### [YOUR INSTRUCTIONS]
The response must be made up of the lines in the entries below that contain "tools".
EXCERPTED DATA section start
//! CLI output formatting.
//!
//! Each report has a `format_*` function (returns `Vec<String>`) for
//! testability and a `print_*` wrapper that writes to stdout. Format
//! functions take already collected data and do no I/O.
//!
//! # Output Format
//!
//! ## Info
//!
//! ```text
//! ORF 245: Fundamentals of Statistics
//!     Source: courses/orf-245
//!
//! Contents
//!     Pages: 8
//!     Files: 3
//!     Announcements: 1
//!
//! Modules
//! 001 Week 1 (2 items)
//!     001 Welcome
//!         Source: wiki_content/welcome.html
//!
//! Files
//! 001 Distribution chart
//!     Source: web_resources/Uploaded Media/chart.png
//!     Date: 2020-09-01T04:00:00Z (files_meta)
//!
//! External tools
//!     zoom
//! ```
//!
//! ## Export
//!
//! ```text
//! 001 ORF 245: Fundamentals of Statistics → orf-245/index.html
//!     8 pages, 3 files, 2 modules, 5 rewritten
//!
//! Exported 1 course → public
//! ```

use crate::export::SiteSummary;
use crate::links::ExternalLink;
use crate::manifest::CanvasExport;
use crate::query::{Categories, DateSource, FileEntry, Module, PageEntry};
use std::path::Path;

// ============================================================================
// Shared helpers
// ============================================================================

/// Format a 1-based positional index as 3-digit zero-padded.
fn format_index(pos: usize) -> String {
    format!("{:0>3}", pos)
}

/// Return indentation string: 4 spaces per depth level.
fn indent(depth: usize) -> String {
    "    ".repeat(depth)
}

fn plural(n: usize, one: &str, many: &str) -> String {
    if n == 1 {
        format!("{n} {one}")
    } else {
        format!("{n} {many}")
    }
}

// ============================================================================
// Info
// ============================================================================

/// Everything `info` prints, collected from one export.
pub struct Inventory<'a> {
    pub title: String,
    pub root: &'a Path,
    pub pages: Vec<PageEntry>,
    pub files: Vec<FileEntry>,
    pub modules: Vec<Module>,
    pub categories: Categories<'a>,
    pub tools: Vec<String>,
}

impl<'a> Inventory<'a> {
    pub fn collect(export: &'a CanvasExport) -> Self {
        Self {
            title: export.display_title(),
            root: export.root(),
            pages: export.list_pages(),
            files: export.files(),
            modules: export.modules(),
            categories: export.categorize(),
            tools: export.external_tools(),
        }
    }
}

pub fn format_inventory(inv: &Inventory) -> Vec<String> {
    let mut lines = vec![
        inv.title.clone(),
        format!("{}Source: {}", indent(1), inv.root.display()),
        String::new(),
        "Contents".to_string(),
    ];

    let cats = &inv.categories;
    let counts = [
        ("Pages", inv.pages.len()),
        ("Files", inv.files.len()),
        ("Modules", inv.modules.len()),
        ("Announcements", cats.announcements.len()),
        ("Quizzes", cats.quizzes.len()),
        ("Discussions", cats.discussions.len()),
        ("People", cats.people.len()),
    ];
    for (label, n) in counts {
        if n > 0 {
            lines.push(format!("{}{}: {}", indent(1), label, n));
        }
    }

    if !inv.modules.is_empty() {
        lines.push(String::new());
        lines.push("Modules".to_string());
        for (i, module) in inv.modules.iter().enumerate() {
            lines.push(format!(
                "{} {} ({})",
                format_index(i + 1),
                module.title,
                plural(module.items.len(), "item", "items")
            ));
            for (j, item) in module.items.iter().enumerate() {
                let title = item.title.as_deref().unwrap_or("Untitled");
                match &item.href {
                    Some(href) => {
                        lines.push(format!("{}{} {}", indent(1), format_index(j + 1), title));
                        lines.push(format!("{}Source: {}", indent(2), href));
                    }
                    None => {
                        lines.push(format!("{}{} {} (missing)", indent(1), format_index(j + 1), title));
                    }
                }
            }
        }
    }

    if !inv.files.is_empty() {
        lines.push(String::new());
        lines.push("Files".to_string());
        for (i, file) in inv.files.iter().enumerate() {
            lines.push(format!("{} {}", format_index(i + 1), file.title));
            lines.push(format!("{}Source: {}", indent(1), file.href));
            if let Some(date) = &file.date {
                let source = match file.date_source {
                    Some(DateSource::Meta) => " (files_meta)",
                    Some(DateSource::File) => " (modified)",
                    None => "",
                };
                lines.push(format!("{}Date: {}{}", indent(1), date, source));
            }
        }
    }

    lines.push(String::new());
    lines.push("External tools".to_string());
    if inv.tools.is_empty() {
        lines.push(format!("{}none detected", indent(1)));
    }
    for tool in &inv.tools {
        lines.push(format!("{}{}", indent(1), tool));
    }

    lines
}

pub fn print_inventory(inv: &Inventory) {
    for line in format_inventory(inv) {
        println!("{}", line);
    }
}

// ============================================================================
// Links
// ============================================================================

/// ```text
/// 001 https://www.khanacademy.org/math/statistics
///     Found in: page:wiki_content/welcome.html (a)
///
/// 1 external link
/// ```
pub fn format_links(links: &[ExternalLink]) -> Vec<String> {
    let mut lines = Vec::new();
    for (i, link) in links.iter().enumerate() {
        lines.push(format!("{} {}", format_index(i + 1), link.href));
        lines.push(format!("{}Found in: {} ({})", indent(1), link.source, link.context));
    }
    if !lines.is_empty() {
        lines.push(String::new());
    }
    lines.push(plural(links.len(), "external link", "external links"));
    lines
}

pub fn print_links(links: &[ExternalLink]) {
    for line in format_links(links) {
        println!("{}", line);
    }
}

// ============================================================================
// Export
// ============================================================================

pub fn format_site_summary(summary: &SiteSummary, out_dir: &Path) -> Vec<String> {
    let mut lines = Vec::new();
    for dir in &summary.unpacked {
        lines.push(format!("Unpacked {}", dir.display()));
    }
    if !summary.unpacked.is_empty() {
        lines.push(String::new());
    }
    for (i, course) in summary.courses.iter().enumerate() {
        lines.push(format!(
            "{} {} → {}/index.html",
            format_index(i + 1),
            course.title,
            course.name
        ));
        lines.push(format!(
            "{}{}, {}, {}, {} rewritten",
            indent(1),
            plural(course.pages, "page", "pages"),
            plural(course.files, "file", "files"),
            plural(course.modules, "module", "modules"),
            course.rewritten
        ));
    }
    if !summary.courses.is_empty() {
        lines.push(String::new());
    }
    lines.push(format!(
        "Exported {} → {}",
        plural(summary.courses.len(), "course", "courses"),
        out_dir.display()
    ));
    lines
}

pub fn print_site_summary(summary: &SiteSummary, out_dir: &Path) {
    for line in format_site_summary(summary, out_dir) {
        println!("{}", line);
    }
}

// ============================================================================
// Serve
// ============================================================================

pub fn format_serving(title: &str, host: &str, requested: u16, chosen: u16) -> Vec<String> {
    let mut lines = Vec::new();
    if requested != chosen {
        lines.push(format!("Port {requested} is unavailable, using {chosen}"));
    }
    lines.push(format!("Serving {title} at http://{host}:{chosen}/"));
    lines
}

pub fn print_serving(title: &str, host: &str, requested: u16, chosen: u16) {
    for line in format_serving(title, host, requested, chosen) {
        println!("{}", line);
    }
}
#[cfg(test)]
mod tests {
    use super::*;
    use crate::test_helpers::*;
    use tempfile::TempDir;

    #[test]
    fn missing_manifest_is_not_found() {
        let tmp = TempDir::new().unwrap();
        let err = CanvasExport::open(tmp.path()).unwrap_err();
        assert!(matches!(err, ManifestError::NotFound(_)));
        assert!(err.to_string().contains("imsmanifest.xml not found"));
    }

    #[test]
    fn malformed_manifest_is_xml_error() {
        let tmp = TempDir::new().unwrap();
        fs::write(tmp.path().join(MANIFEST_FILE), "<manifest><resources>").unwrap();
        let err = CanvasExport::open(tmp.path()).unwrap_err();
        assert!(matches!(err, ManifestError::Xml { .. }));
    }

    #[test]
    fn fixture_resources_in_document_order() {
        let tmp = setup_fixtures();
        let export = CanvasExport::open(tmp.path()).unwrap();

        let ids: Vec<&str> = export
            .resources()
            .iter()
            .map(|r| r.identifier.as_str())
            .collect();
        assert_eq!(ids.first(), Some(&"R_WELCOME"));
        assert_eq!(ids.last(), Some(&"R_SETTINGS"));
        assert_eq!(ids.len(), 14);
    }

    #[test]
    fn fixture_resource_fields() {
        let tmp = setup_fixtures();
        let export = CanvasExport::open(tmp.path()).unwrap();

        let lti = find_resource(&export, "R_LTI");
        assert_eq!(lti.kind, "imsbasiclti_xmlv1p0");
        assert_eq!(lti.href, "lti/gradescope_launch.xml");
        assert_eq!(lti.files, vec!["lti/gradescope_launch.xml"]);
    }

    #[test]
    fn unknown_identifier_is_none() {
        let tmp = setup_fixtures();
        let export = CanvasExport::open(tmp.path()).unwrap();
        assert!(export.resource("R_MISSING").is_none());
    }

    #[test]
    fn course_settings_title_wins() {
        let tmp = setup_fixtures();
        let export = CanvasExport::open(tmp.path()).unwrap();
        assert_eq!(export.title(), Some("ORF 245: Fundamentals of Statistics"));
    }

    #[test]
    fn lom_title_without_course_settings() {
        let tmp = setup_fixtures();
        fs::remove_file(tmp.path().join(metadata::COURSE_SETTINGS)).unwrap();
        let export = CanvasExport::open(tmp.path()).unwrap();
        assert_eq!(export.title(), Some("Fundamentals of Statistics"));
        assert!(export.course_metadata().is_empty());
    }

    #[test]
    fn display_title_falls_back_to_directory_name() {
        let tmp = TempDir::new().unwrap();
        let course = tmp.path().join("stats-export");
        fs::create_dir_all(&course).unwrap();
        write_manifest(&course, "", "");
        let export = CanvasExport::open(&course).unwrap();
        assert_eq!(export.title(), None);
        assert_eq!(export.display_title(), "stats-export");
    }

    #[test]
    fn display_title_resolves_parent_segment() {
        let tmp = TempDir::new().unwrap();
        let course = tmp.path().join("stats-export");
        fs::create_dir_all(course.join("wiki_content")).unwrap();
        write_manifest(&course, "", "");
        let export = CanvasExport::open(course.join("wiki_content/..")).unwrap();
        assert_eq!(export.display_title(), "stats-export");
    }

    #[test]
    fn display_title_for_current_directory() {
        let tmp = TempDir::new().unwrap();
        let course = tmp.path().join("stats-export");
        fs::create_dir_all(&course).unwrap();
        write_manifest(&course, "", "");

        let previous = std::env::current_dir().unwrap();
        std::env::set_current_dir(&course).unwrap();
        let title = CanvasExport::open(".").map(|e| e.display_title());
        std::env::set_current_dir(previous).unwrap();

        assert_eq!(title.unwrap(), "stats-export");
    }

    #[test]
    fn organization_tree_preserves_order_and_nesting() {
        let tmp = setup_fixtures();
        let export = CanvasExport::open(tmp.path()).unwrap();

        let orgs = export.organizations();
        assert_eq!(orgs.len(), 1);
        let weeks: Vec<Option<&str>> = orgs[0].children.iter().map(|c| c.title.as_deref()).collect();
        assert_eq!(weeks, vec![Some("Week 1"), Some("Week 2")]);

        let week2 = &orgs[0].children[1];
        assert_eq!(week2.children[0].identifierref.as_deref(), Some("R_LECTURE"));
        assert_eq!(week2.children[0].title, None);
    }

    #[test]
    fn empty_identifierref_is_none() {
        let tmp = TempDir::new().unwrap();
        write_manifest(
            tmp.path(),
            "",
            r#"<item identifier="a" identifierref=""><title>Empty</title></item>"#,
        );
        let export = CanvasExport::open(tmp.path()).unwrap();
        assert_eq!(export.organizations()[0].identifierref, None);
    }

    #[test]
    fn only_first_organization_is_used() {
        let tmp = TempDir::new().unwrap();
        let xml = format!(
            r#"<manifest identifier="m" xmlns="{CP}">
  <organizations>
    <organization identifier="o1"><item identifier="a"><title>First</title></item></organization>
    <organization identifier="o2"><item identifier="b"><title>Second</title></item></organization>
  </organizations>
  <resources/>
</manifest>"#
        );
        fs::write(tmp.path().join(MANIFEST_FILE), xml).unwrap();
        let export = CanvasExport::open(tmp.path()).unwrap();
        assert_eq!(export.organizations().len(), 1);
        assert_eq!(export.organizations()[0].title.as_deref(), Some("First"));
    }

    #[test]
    fn duplicate_identifier_replaces_in_place() {
        let tmp = TempDir::new().unwrap();
        write_manifest(
            tmp.path(),
            r#"<resource identifier="A" href="first.html"/>
               <resource identifier="B" href="b.html"/>
               <resource identifier="A" href="second.html"/>"#,
            "",
        );
        let export = CanvasExport::open(tmp.path()).unwrap();
        assert_eq!(export.resources().len(), 2);
        assert_eq!(export.resources()[0].href, "second.html");
        assert_eq!(export.resource("A").unwrap().href, "second.html");
    }

    #[test]
    fn missing_href_and_type_default_empty() {
        let tmp = TempDir::new().unwrap();
        write_manifest(tmp.path(), r#"<resource identifier="A"><file href=""/></resource>"#, "");
        let export = CanvasExport::open(tmp.path()).unwrap();
        let r = export.resource("A").unwrap();
        assert_eq!(r.href, "");
        assert_eq!(r.kind, "");
        assert!(r.files.is_empty());
    }

    #[test]
    fn comments_are_ignored() {
        let tmp = TempDir::new().unwrap();
        write_manifest(
            tmp.path(),
            r#"<!-- <resource identifier="X" href="x.html"/> -->
               <resource identifier="A" href="a.html"/>"#,
            "",
        );
        let export = CanvasExport::open(tmp.path()).unwrap();
        assert_eq!(export.resources().len(), 1);
    }

    #[test]
    fn parsing_is_idempotent() {
        let tmp = setup_fixtures();
        let first = CanvasExport::open(tmp.path()).unwrap();
        let second = CanvasExport::open(tmp.path()).unwrap();
        assert_eq!(first, second);
    }

    #[test]
    fn file_meta_loaded_from_sidecar() {
        let tmp = setup_fixtures();
        let export = CanvasExport::open(tmp.path()).unwrap();
        let meta = export.file_meta("R_IMG").unwrap();
        assert_eq!(meta.display_name.as_deref(), Some("Distribution chart"));
    }

    #[test]
    fn course_image_resolved_to_href() {
        let tmp = setup_fixtures();
        let export = CanvasExport::open(tmp.path()).unwrap();
        assert_eq!(
            export.course_metadata().get("image_href"),
            Some("web_resources/Uploaded Media/chart.png")
        );
    }
}
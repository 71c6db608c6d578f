//! Builds a static site from the fixture course and checks the output tree.
//!
//! Run with: cargo test --test export_site

use canvas_viewer::export::{self, STYLESHEET_PATH};
use std::fs;
use std::path::Path;
use tempfile::TempDir;

fn copy_dir_recursive(src: &Path, dst: &Path) {
    fs::create_dir_all(dst).unwrap();
    for entry in fs::read_dir(src).unwrap() {
        let entry = entry.unwrap();
        let dst_path = dst.join(entry.file_name());
        if entry.path().is_dir() {
            copy_dir_recursive(&entry.path(), &dst_path);
        } else {
            fs::copy(entry.path(), &dst_path).unwrap();
        }
    }
}

/// `<tmp>/courses/stats/` holding the fixture course.
fn courses_dir() -> TempDir {
    let tmp = TempDir::new().unwrap();
    let fixtures = Path::new(env!("CARGO_MANIFEST_DIR")).join("fixtures/course");
    copy_dir_recursive(&fixtures, &tmp.path().join("courses/stats"));
    tmp
}

#[test]
fn builds_fixture_course() {
    let tmp = courses_dir();
    let out = tmp.path().join("public");
    let summary = export::build_site(&tmp.path().join("courses"), &out).unwrap();

    assert_eq!(summary.courses.len(), 1);
    assert_eq!(summary.courses[0].name, "stats");
    assert_eq!(summary.courses[0].title, "ORF 245: Fundamentals of Statistics");

    for file in [
        "index.html",
        STYLESHEET_PATH,
        "stats/index.html",
        "stats/pages.html",
        "stats/files.html",
        "stats/modules.html",
        "stats/_static/canvas_viewer.css",
        "stats/wiki_content/welcome.html",
        "stats/web_resources/syllabus.pdf",
        "stats/course_settings/course_settings.xml",
    ] {
        assert!(out.join(file).is_file(), "missing {file}");
    }

    let root = fs::read_to_string(out.join("index.html")).unwrap();
    assert!(root.contains(r#"href="./stats/index.html""#));
}

#[test]
fn course_placeholders_resolve_to_written_files() {
    let tmp = courses_dir();
    let out = tmp.path().join("public");
    export::build_site(&tmp.path().join("courses"), &out).unwrap();

    let page_dir = out.join("stats/wiki_content");
    let html = fs::read_to_string(page_dir.join("welcome.html")).unwrap();
    for target in ["homework-1.html", "../modules.html", "../web_resources/syllabus.pdf"] {
        assert!(html.contains(&format!(r#"href="{target}""#)), "no link to {target}");
        assert!(page_dir.join(target).is_file(), "{target} not written");
    }
    assert!(!html.contains("$WIKI_REFERENCE$"));
    assert!(!html.contains("$IMS-CC-FILEBASE$"));
    assert!(!html.contains("$CANVAS_COURSE_REFERENCE$"));
}

#[test]
fn archives_are_unpacked_and_built() {
    use std::io::Write;

    let tmp = courses_dir();
    let courses = tmp.path().join("courses");
    let manifest = fs::read_to_string(courses.join("stats/imsmanifest.xml")).unwrap();
    let mut zip = zip::ZipWriter::new(fs::File::create(courses.join("archived.imscc")).unwrap());
    zip.start_file("imsmanifest.xml", zip::write::SimpleFileOptions::default())
        .unwrap();
    zip.write_all(manifest.as_bytes()).unwrap();
    zip.finish().unwrap();

    let out = tmp.path().join("public");
    let summary = export::build_site(&courses, &out).unwrap();
    let names: Vec<&str> = summary.courses.iter().map(|c| c.name.as_str()).collect();
    assert_eq!(names, vec!["archived", "stats"]);
    assert_eq!(summary.unpacked, vec![courses.join("archived")]);
    assert!(out.join("archived/index.html").is_file());
}

#[test]
fn output_dir_is_recreated() {
    let tmp = courses_dir();
    let out = tmp.path().join("public");
    fs::create_dir_all(&out).unwrap();
    fs::write(out.join("stale.html"), "old").unwrap();

    export::build_site(&tmp.path().join("courses"), &out).unwrap();
    assert!(!out.join("stale.html").exists());
    assert!(out.join("index.html").is_file());
}

#[test]
fn folders_without_manifest_are_ignored() {
    let tmp = courses_dir();
    fs::create_dir_all(tmp.path().join("courses/notes")).unwrap();
    let summary = export::build_site(&tmp.path().join("courses"), &tmp.path().join("public")).unwrap();
    assert_eq!(summary.courses.len(), 1);
}

#[test]
fn legacy_encoded_page_copied_verbatim() {
    let tmp = courses_dir();
    let latin1 = b"<p>caf\xe9</p>".to_vec();
    fs::write(tmp.path().join("courses/stats/wiki_content/welcome.html"), &latin1).unwrap();
    let out = tmp.path().join("public");
    export::build_site(&tmp.path().join("courses"), &out).unwrap();
    assert_eq!(fs::read(out.join("stats/wiki_content/welcome.html")).unwrap(), latin1);
}
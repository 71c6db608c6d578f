//! Posix-style path helpers for export-relative hrefs.
//!
//! Every path inside a course export is a forward-slash string relative to the
//! export root (`wiki_content/week-1/intro.html`), regardless of the host OS.
//! These helpers operate on those strings directly instead of going through
//! `std::path`, so dot-segment handling matches what a browser would do with
//! the same relative link.
//!
//! ## Normalization
//!
//! [`normalize`] collapses `//`, drops `.` segments and resolves `..` against
//! the preceding segment:
//!
//! - `wiki_content/a/../c.html` → `wiki_content/c.html`
//! - `./images//x.png` → `images/x.png`
//! - `../outside.html` → `../outside.html` (leading `..` is kept)
//! - `` → `.`

use std::path::{Path, PathBuf};

/// Last path segment, or the whole string when there is no slash.
///
/// - `wiki_content/welcome.html` → `welcome.html`
/// - `web_resources/dir/` → `` (trailing slash means no file name)
pub fn basename(path: &str) -> &str {
    match path.rfind('/') {
        Some(pos) => &path[pos + 1..],
        None => path,
    }
}

/// Everything before the last slash, or `` for a bare file name.
pub fn dirname(path: &str) -> &str {
    match path.rfind('/') {
        Some(0) => "/",
        Some(pos) => &path[..pos],
        None => "",
    }
}

/// Join a relative `path` onto `base`. An absolute `path` replaces `base`.
pub fn join(base: &str, path: &str) -> String {
    if path.starts_with('/') || base.is_empty() {
        path.to_string()
    } else if base.ends_with('/') {
        format!("{base}{path}")
    } else {
        format!("{base}/{path}")
    }
}

/// Resolve `.`, `..` and empty segments. See the module docs for examples.
pub fn normalize(path: &str) -> String {
    if path.is_empty() {
        return ".".to_string();
    }
    let absolute = path.starts_with('/');
    let mut parts: Vec<&str> = Vec::new();
    for segment in path.split('/') {
        match segment {
            "" | "." => {}
            ".." => {
                if parts.last().is_some_and(|p| *p != "..") {
                    parts.pop();
                } else if !absolute {
                    parts.push("..");
                }
            }
            other => parts.push(other),
        }
    }
    let joined = parts.join("/");
    match (absolute, joined.is_empty()) {
        (true, _) => format!("/{joined}"),
        (false, true) => ".".to_string(),
        (false, false) => joined,
    }
}

/// Relative path from directory `from_dir` to `target`, both export-relative.
///
/// ```text
/// relative_to("wiki_content/a", "wiki_content/c.html") == "../c.html"
/// relative_to("", "web_resources/x.png")              == "web_resources/x.png"
/// relative_to("wiki_content", "wiki_content")          == "."
/// ```
pub fn relative_to(from_dir: &str, target: &str) -> String {
    let from = normalize(from_dir);
    let to = normalize(target);
    let from_parts: Vec<&str> = from.split('/').filter(|s| !s.is_empty() && *s != ".").collect();
    let to_parts: Vec<&str> = to.split('/').filter(|s| !s.is_empty() && *s != ".").collect();

    let common = from_parts
        .iter()
        .zip(&to_parts)
        .take_while(|(a, b)| a == b)
        .count();

    let mut out: Vec<&str> = vec![".."; from_parts.len() - common];
    out.extend(&to_parts[common..]);
    if out.is_empty() {
        ".".to_string()
    } else {
        out.join("/")
    }
}

/// Split `page.html?x=1#top` into (`page.html`, `?x=1#top`).
pub fn split_suffix(value: &str) -> (&str, &str) {
    match value.find(['?', '#']) {
        Some(pos) => value.split_at(pos),
        None => (value, ""),
    }
}

/// Join an export-relative href onto `root`, refusing anything that climbs
/// out of it after normalization.
pub fn safe_join(root: &Path, href: &str) -> Option<PathBuf> {
    let normalized = normalize(href.trim_start_matches('/'));
    if normalized == "." {
        return Some(root.to_path_buf());
    }
    if normalized.starts_with("..") || normalized.starts_with('/') {
        return None;
    }
    Some(root.join(normalized))
}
EXCERPTED DATA section end
### [RESULT FOR THIS TASK]
//! External tools
    pub tools: Vec<String>,
            tools: export.external_tools(),
    lines.push("External tools".to_string());
    if inv.tools.is_empty() {
    for tool in &inv.tools {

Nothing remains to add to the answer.